M/C starvation reactivates dormant HIV-1 provirus in HDAC4⁺ ACH-2 cells but not in HDAC4⁻ U1 cells. (A) PCR amplification of HDAC4 and ACTB transcripts in HeLa, ACH-2, and U1 cells; HDAC4 is detected in ACH-2 cells but not in U1 cells. Blank, amplification in the absence of template. (B) Real-time PCR quantification of US HIV-1 RNA in ACH-2 and U1 cells cultivated in the presence (control) or absence of M/C for the indicated times. Results are expressed as the fold change vs. the amount of HIV-1 RNA in control conditions at each time point (mean ± SEM of 2–4 independent experiments; *P < 0.05, paired two-tailed Student t test vs. control cells). HIV-1 RNA expression was significantly up-regulated in starved ACH-2 cells but not in U1 cells. (C) RT activity of daily collected supernatants from ACH-2 and U1 cells cultivated up to 4 d in control medium in the absence of M/C (starved) or presence of TNF-α (mean ± SEM of 5 independent experiments for ACH-2 or 2 independent experiments for U1; *P < 0.05 and **P < 0.01, paired two-tailed Student t test vs. control cells).

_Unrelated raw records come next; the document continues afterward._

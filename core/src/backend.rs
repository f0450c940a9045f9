//! Storage backend boundary: durable, per-aggregate commit persistence.
//!
//! The commit store delegates durability to an implementation of
//! [`StorageBackend`]. The backend owns exactly one hard guarantee: the
//! version check and the append are a single atomic operation per aggregate
//! id. There is no read-then-write window, so concurrent writers against the
//! same id cannot both succeed from the same base version.
//!
//! # Implementations
//!
//! - `InMemoryBackend` (in `commitstream-testing`): fast, deterministic tests
//! - Production backends (SQL, log-structured stores, ...) live outside this
//!   workspace behind this trait
//!
//! # Dyn Compatibility
//!
//! This trait uses explicit `Pin<Box<dyn Future>>` returns instead of
//! `async fn` to enable trait object usage (`Arc<dyn StorageBackend>`).

use crate::commit::Commit;
use crate::stream::{AggregateId, Version};
use std::future::Future;
use std::pin::Pin;
use thiserror::Error;

/// Boxed future returned by backend operations.
pub type BackendFuture<'a, T> = Pin<Box<dyn Future<Output = T> + Send + 'a>>;

/// A backend failure: the operation did not take effect.
///
/// Backends must never partially apply an append — either the commit is
/// fully durable or this error is returned and nothing was stored.
#[derive(Error, Debug, Clone, PartialEq, Eq)]
#[error("Storage backend failure: {0}")]
pub struct BackendError(String);

impl BackendError {
    /// Create a new backend error with the given reason.
    #[must_use]
    pub fn new(reason: impl Into<String>) -> Self {
        Self(reason.into())
    }
}

/// Result of an atomic check-and-append.
#[derive(Debug, Clone, PartialEq, Eq)]
pub enum AppendOutcome {
    /// The version matched and the commit is durable.
    Committed,
    /// Another writer committed in between; nothing was stored.
    Conflict {
        /// The stream's actual current version at check time.
        actual: Version,
    },
}

/// Append-only, per-aggregate-id commit storage with compare-and-append
/// semantics.
///
/// # Thread Safety
///
/// Implementations must be `Send + Sync`; different aggregate ids may be
/// appended and read fully in parallel.
pub trait StorageBackend: Send + Sync {
    /// The latest known version for an aggregate id.
    ///
    /// An id with no commits is at [`Version::INITIAL`] (not an error).
    fn latest_version<'a>(
        &'a self,
        aggregate_id: &'a AggregateId,
    ) -> BackendFuture<'a, Result<Version, BackendError>>;

    /// Atomically append `commit` if the stream's current version equals
    /// `commit.base_version()`.
    ///
    /// The expected version is read from the commit itself: a commit
    /// already names the aggregate id and the base version it was built
    /// against, so separate arguments could only disagree with it.
    ///
    /// Returns [`AppendOutcome::Conflict`] when the check fails; returns
    /// [`BackendError`] when the backend itself failed, in which case the
    /// commit must not be visible to any reader.
    fn append_if_version_matches(
        &self,
        commit: Commit,
    ) -> BackendFuture<'_, Result<AppendOutcome, BackendError>>;

    /// Read up to `limit` commits for `aggregate_id`, in strictly
    /// increasing `base_version` order, starting at the first commit whose
    /// `base_version >= from_version`.
    ///
    /// An id with no commits yields an empty batch (not an error).
    fn read_commits<'a>(
        &'a self,
        aggregate_id: &'a AggregateId,
        from_version: Version,
        limit: usize,
    ) -> BackendFuture<'a, Result<Vec<Commit>, BackendError>>;
}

RT activity accumulation after M/C starvation was observed in ACH-2 cells only. (D) 3-(4,5-Dimethylthiazol-2-yl)-2,5-diphenyltetrazolium bromide assay performed on daily collected supernatants from ACH-2 or U1 cells cultured as described in C (mean ± SEM of 3 technical replicates of 1 experiment representative of 3 for ACH-2 or 2 for U1). M/C starvation affects viability and proliferation of ACH-2 and U1 cells to a comparable extent.